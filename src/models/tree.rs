// src/models/tree.rs
// CART classifier with Gini impurity, grown until leaves are pure or no
// threshold separates the remaining samples. A split that leaves impurity
// unchanged is still taken, so XOR-like targets resolve one level down.

use crate::error::{FairnessError, Result};

#[derive(Debug, Clone, PartialEq)]
enum Node {
    Leaf {
        class: u8,
    },
    Split {
        feature: usize,
        threshold: f64,
        left: Box<Node>,
        right: Box<Node>,
    },
}

#[derive(Debug, Clone)]
pub struct DecisionTree {
    root: Node,
    importances: Vec<f64>,
}

struct Candidate {
    feature: usize,
    threshold: f64,
    improvement: f64,
}

fn class_counts(y: &[u8], idx: &[usize]) -> [usize; 2] {
    let mut counts = [0usize; 2];
    for &i in idx {
        counts[usize::from(y[i] == 1)] += 1;
    }
    counts
}

fn gini(counts: [usize; 2]) -> f64 {
    let n = (counts[0] + counts[1]) as f64;
    if n == 0.0 {
        return 0.0;
    }
    let p0 = counts[0] as f64 / n;
    let p1 = counts[1] as f64 / n;
    1.0 - p0 * p0 - p1 * p1
}

/// Majority class; ties go to class 0.
fn majority(counts: [usize; 2]) -> u8 {
    u8::from(counts[1] > counts[0])
}

impl DecisionTree {
    pub fn fit(x: &[Vec<f64>], y: &[u8]) -> Result<Self> {
        if x.is_empty() || x.len() != y.len() {
            return Err(FairnessError::Model(format!(
                "decision tree needs matching, non-empty inputs ({} rows, {} labels)",
                x.len(),
                y.len()
            )));
        }
        let n_features = x[0].len();
        if x.iter().any(|row| row.len() != n_features) {
            return Err(FairnessError::Model("ragged feature matrix".to_string()));
        }

        let mut importances = vec![0.0; n_features];
        let idx: Vec<usize> = (0..x.len()).collect();
        let root = Self::grow(x, y, &idx, &mut importances);

        let total: f64 = importances.iter().sum();
        if total > 0.0 {
            importances.iter_mut().for_each(|v| *v /= total);
        }
        Ok(Self { root, importances })
    }

    fn grow(x: &[Vec<f64>], y: &[u8], idx: &[usize], importances: &mut [f64]) -> Node {
        let counts = class_counts(y, idx);
        if counts[0] == 0 || counts[1] == 0 {
            return Node::Leaf { class: majority(counts) };
        }

        let Some(best) = Self::best_split(x, y, idx, gini(counts)) else {
            return Node::Leaf { class: majority(counts) };
        };

        importances[best.feature] += best.improvement;
        let (left, right): (Vec<usize>, Vec<usize>) =
            idx.iter().partition(|&&i| x[i][best.feature] <= best.threshold);

        Node::Split {
            feature: best.feature,
            threshold: best.threshold,
            left: Box::new(Self::grow(x, y, &left, importances)),
            right: Box::new(Self::grow(x, y, &right, importances)),
        }
    }

    /// Weighted impurity decrease `n * g(parent) - n_l * g(left) - n_r * g(right)`;
    /// the first candidate wins ties and is kept even at zero decrease.
    fn best_split(x: &[Vec<f64>], y: &[u8], idx: &[usize], parent_gini: f64) -> Option<Candidate> {
        let n = idx.len() as f64;
        let mut best: Option<Candidate> = None;

        for feature in 0..x[idx[0]].len() {
            let mut sorted = idx.to_vec();
            sorted.sort_by(|&a, &b| x[a][feature].total_cmp(&x[b][feature]));

            let total = class_counts(y, &sorted);
            let mut left = [0usize; 2];
            for pos in 0..sorted.len() - 1 {
                left[usize::from(y[sorted[pos]] == 1)] += 1;
                let here = x[sorted[pos]][feature];
                let next = x[sorted[pos + 1]][feature];
                if here == next {
                    continue;
                }
                let right = [total[0] - left[0], total[1] - left[1]];
                let n_left = (pos + 1) as f64;
                let n_right = n - n_left;
                let improvement = n * parent_gini - n_left * gini(left) - n_right * gini(right);

                if best.as_ref().map_or(true, |b| improvement > b.improvement + 1e-12) {
                    best = Some(Candidate {
                        feature,
                        threshold: here + (next - here) / 2.0,
                        improvement,
                    });
                }
            }
        }
        best
    }

    pub fn predict_one(&self, row: &[f64]) -> u8 {
        let mut node = &self.root;
        loop {
            match node {
                Node::Leaf { class } => return *class,
                Node::Split {
                    feature,
                    threshold,
                    left,
                    right,
                } => {
                    node = if row[*feature] <= *threshold { left } else { right };
                }
            }
        }
    }

    pub fn predict(&self, x: &[Vec<f64>]) -> Vec<u8> {
        x.iter().map(|row| self.predict_one(row)).collect()
    }

    /// Normalized total impurity decrease per feature; all zeros for a single leaf.
    pub fn feature_importances(&self) -> &[f64] {
        &self.importances
    }

    pub fn depth(&self) -> usize {
        fn walk(node: &Node) -> usize {
            match node {
                Node::Leaf { .. } => 0,
                Node::Split { left, right, .. } => 1 + walk(left).max(walk(right)),
            }
        }
        walk(&self.root)
    }
}

#[cfg(test)]
mod tests {
    use super::*;

    #[test]
    fn single_feature_threshold_is_midpoint() {
        let x = vec![vec![1.0, 0.0], vec![2.0, 0.0], vec![3.0, 0.0], vec![4.0, 0.0]];
        let y = vec![1, 1, 0, 0];
        let tree = DecisionTree::fit(&x, &y).unwrap();

        assert_eq!(tree.depth(), 1);
        assert_eq!(tree.predict(&x), y);
        assert_eq!(tree.predict_one(&[2.5, 0.0]), 1);
        assert_eq!(tree.predict_one(&[2.51, 0.0]), 0);
        assert_eq!(tree.feature_importances(), &[1.0, 0.0]);
    }

    #[test]
    fn zero_gain_root_split_is_taken_for_xor() {
        let x = vec![vec![0.0, 0.0], vec![0.0, 1.0], vec![1.0, 0.0], vec![1.0, 1.0]];
        let y = vec![0, 1, 1, 0];
        let tree = DecisionTree::fit(&x, &y).unwrap();

        assert_eq!(tree.depth(), 2);
        assert_eq!(tree.predict(&x), y);
        // The root split on feature 0 gains nothing; both children split on feature 1.
        assert_eq!(tree.feature_importances(), &[0.0, 1.0]);
    }

    #[test]
    fn importances_split_across_features() {
        // Feature 0 separates most of the data, feature 1 cleans up the rest.
        let x = vec![
            vec![1.0, 1.0],
            vec![1.0, 2.0],
            vec![2.0, 1.0],
            vec![3.0, 1.0],
            vec![3.0, 2.0],
            vec![3.0, 5.0],
        ];
        let y = vec![1, 1, 1, 0, 0, 1];
        let tree = DecisionTree::fit(&x, &y).unwrap();

        assert_eq!(tree.predict(&x), y);
        let imp = tree.feature_importances();
        assert!((imp.iter().sum::<f64>() - 1.0).abs() < 1e-12);
        assert!(imp[0] > 0.0 && imp[1] > 0.0);
    }

    #[test]
    fn pure_target_gives_single_leaf_and_zero_importance() {
        let x = vec![vec![1.0], vec![2.0], vec![3.0]];
        let tree = DecisionTree::fit(&x, &[1, 1, 1]).unwrap();
        assert_eq!(tree.depth(), 0);
        assert_eq!(tree.feature_importances(), &[0.0]);
        assert_eq!(tree.predict_one(&[10.0]), 1);
    }

    #[test]
    fn identical_rows_with_conflicting_labels_stop_growing() {
        let x = vec![vec![1.0], vec![1.0], vec![1.0]];
        let tree = DecisionTree::fit(&x, &[0, 1, 1]).unwrap();
        assert_eq!(tree.depth(), 0);
        assert_eq!(tree.predict_one(&[1.0]), 1);
    }

    #[test]
    fn rejects_bad_shapes() {
        assert!(DecisionTree::fit(&[], &[]).is_err());
        assert!(DecisionTree::fit(&[vec![1.0]], &[0, 1]).is_err());
        assert!(DecisionTree::fit(&[vec![1.0], vec![1.0, 2.0]], &[0, 1]).is_err());
    }
}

___

- Task objective
Starting at the first line of the data above, retype each line exactly until you reach the line containing "fn class_counts(y: &[u8], idx: &[usize])", and include that line too.

- Result of this task
filename src/models/tree.rs
// src/models/tree.rs
// CART classifier with Gini impurity, grown until leaves are pure or no
// threshold separates the remaining samples. A split that leaves impurity
// unchanged is still taken, so XOR-like targets resolve one level down.

use crate::error::{FairnessError, Result};

#[derive(Debug, Clone, PartialEq)]
enum Node {
    Leaf {
        class: u8,
    },
    Split {
        feature: usize,
        threshold: f64,
        left: Box<Node>,
        right: Box<Node>,
    },
}

#[derive(Debug, Clone)]
pub struct DecisionTree {
    root: Node,
    importances: Vec<f64>,
}

struct Candidate {
    feature: usize,
    threshold: f64,
    improvement: f64,
}

fn class_counts(y: &[u8], idx: &[usize]) -> [usize; 2] {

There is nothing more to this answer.